- [EXTRACTED INFORMATION]:
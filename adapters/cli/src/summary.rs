//! End-of-run report printed by the command-line adapter.

use std::{collections::BTreeMap, fmt};

use serde::Serialize;
use warp_adventure_core::{Outcome, RoomCoord, SoundCue};
use warp_adventure_session::{NarrativeSink, Session, SoundSink};
use warp_adventure_world::query;

/// Counts every cue the session asked to play.
#[derive(Debug, Default)]
pub(crate) struct SoundLog {
    played: BTreeMap<&'static str, u32>,
}

impl SoundSink for SoundLog {
    fn play(&mut self, cue: SoundCue) {
        tracing::debug!(cue = cue.name(), "sound");
        *self.played.entry(cue.name()).or_default() += 1;
    }
}

/// Records the narrative the session asked to present.
#[derive(Debug, Default)]
pub(crate) struct Narrator {
    presented: Option<Outcome>,
}

impl Narrator {
    pub(crate) fn presented(&self) -> Option<Outcome> {
        self.presented
    }
}

impl NarrativeSink for Narrator {
    fn trigger_victory(&mut self) {
        tracing::info!("the warp core is destroyed; the maze is saved");
        self.presented = Some(Outcome::Victory);
    }

    fn trigger_defeat(&mut self) {
        tracing::info!("an alien caught the player");
        self.presented = Some(Outcome::Defeat);
    }
}

#[derive(Debug, Serialize)]
pub(crate) struct RunSummary {
    seed: u64,
    ticks: u64,
    simulated_seconds: f64,
    room: RoomCoord,
    score: u32,
    outcome: Option<Outcome>,
    narrated: Option<Outcome>,
    rooms_entered: u32,
    projectiles_fired: u32,
    aliens_destroyed: u32,
    collectibles_collected: u32,
    sounds: BTreeMap<&'static str, u32>,
}

impl RunSummary {
    pub(crate) fn collect(session: &Session, sounds: &SoundLog, narrator: &Narrator) -> Self {
        let stats = session.stats();
        let world = session.world();
        Self {
            seed: session.seed(),
            ticks: query::tick_index(world),
            simulated_seconds: session.elapsed().as_secs_f64(),
            room: query::player(world).room,
            score: query::score(world),
            outcome: session.outcome(),
            narrated: narrator.presented(),
            rooms_entered: stats.rooms_entered,
            projectiles_fired: stats.projectiles_fired,
            aliens_destroyed: stats.aliens_destroyed,
            collectibles_collected: stats.collectibles_collected,
            sounds: sounds.played.clone(),
        }
    }
}

impl fmt::Display for RunSummary {
    fn fmt(&self, f: &mut fmt::Formatter<'_>) -> fmt::Result {
        writeln!(f, "seed:          {}", self.seed)?;
        writeln!(
            f,
            "ticks:         {} ({:.2}s simulated)",
            self.ticks, self.simulated_seconds
        )?;
        writeln!(f, "room:          ({}, {})", self.room.x(), self.room.y())?;
        writeln!(f, "score:         {:06}", self.score)?;
        let outcome = match self.outcome {
            Some(Outcome::Victory) => "victory",
            Some(Outcome::Defeat) => "defeat",
            None => "in progress",
        };
        writeln!(f, "outcome:       {outcome}")?;
        writeln!(f, "rooms entered: {}", self.rooms_entered)?;
        writeln!(
            f,
            "shots fired:   {} ({} aliens destroyed)",
            self.projectiles_fired, self.aliens_destroyed
        )?;
        write!(f, "collectibles:  {}", self.collectibles_collected)
    }
}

- [ASSIGNED TASK]:
Please return the whole listing, line for line, exactly.

- [WORKED SOLUTION]:
filename adapters/cli/src/summary.rs
//! End-of-run report printed by the command-line adapter.

use std::{collections::BTreeMap, fmt};

use serde::Serialize;
use warp_adventure_core::{Outcome, RoomCoord, SoundCue};
use warp_adventure_session::{NarrativeSink, Session, SoundSink};
use warp_adventure_world::query;

/// Counts every cue the session asked to play.
#[derive(Debug, Default)]
pub(crate) struct SoundLog {
    played: BTreeMap<&'static str, u32>,
}

impl SoundSink for SoundLog {
    fn play(&mut self, cue: SoundCue) {
        tracing::debug!(cue = cue.name(), "sound");
        *self.played.entry(cue.name()).or_default() += 1;
    }
}

/// Records the narrative the session asked to present.
#[derive(Debug, Default)]
pub(crate) struct Narrator {
    presented: Option<Outcome>,
}

impl Narrator {
    pub(crate) fn presented(&self) -> Option<Outcome> {
        self.presented
    }
}

impl NarrativeSink for Narrator {
    fn trigger_victory(&mut self) {
        tracing::info!("the warp core is destroyed; the maze is saved");
        self.presented = Some(Outcome::Victory);
    }

    fn trigger_defeat(&mut self) {
        tracing::info!("an alien caught the player");
        self.presented = Some(Outcome::Defeat);
    }
}

#[derive(Debug, Serialize)]
pub(crate) struct RunSummary {
    seed: u64,
    ticks: u64,
    simulated_seconds: f64,
    room: RoomCoord,
    score: u32,
    outcome: Option<Outcome>,
    narrated: Option<Outcome>,
    rooms_entered: u32,
    projectiles_fired: u32,
    aliens_destroyed: u32,
    collectibles_collected: u32,
    sounds: BTreeMap<&'static str, u32>,
}

impl RunSummary {
    pub(crate) fn collect(session: &Session, sounds: &SoundLog, narrator: &Narrator) -> Self {
        let stats = session.stats();
        let world = session.world();
        Self {
            seed: session.seed(),
            ticks: query::tick_index(world),
            simulated_seconds: session.elapsed().as_secs_f64(),
            room: query::player(world).room,
            score: query::score(world),
            outcome: session.outcome(),
            narrated: narrator.presented(),
            rooms_entered: stats.rooms_entered,
            projectiles_fired: stats.projectiles_fired,
            aliens_destroyed: stats.aliens_destroyed,
            collectibles_collected: stats.collectibles_collected,
            sounds: sounds.played.clone(),
        }
    }
}

impl fmt::Display for RunSummary {
    fn fmt(&self, f: &mut fmt::Formatter<'_>) -> fmt::Result {
        writeln!(f, "seed:          {}", self.seed)?;
        writeln!(
            f,
            "ticks:         {} ({:.2}s simulated)",
            self.ticks, self.simulated_seconds
        )?;
        writeln!(f, "room:          ({}, {})", self.room.x(), self.room.y())?;
        writeln!(f, "score:         {:06}", self.score)?;
        let outcome = match self.outcome {
            Some(Outcome::Victory) => "victory",
            Some(Outcome::Defeat) => "defeat",
            None => "in progress",
        };
        writeln!(f, "outcome:       {outcome}")?;
        writeln!(f, "rooms entered: {}", self.rooms_entered)?;
        writeln!(
            f,
            "shots fired:   {} ({} aliens destroyed)",
            self.projectiles_fired, self.aliens_destroyed
        )?;
        write!(f, "collectibles:  {}", self.collectibles_collected)
    }
}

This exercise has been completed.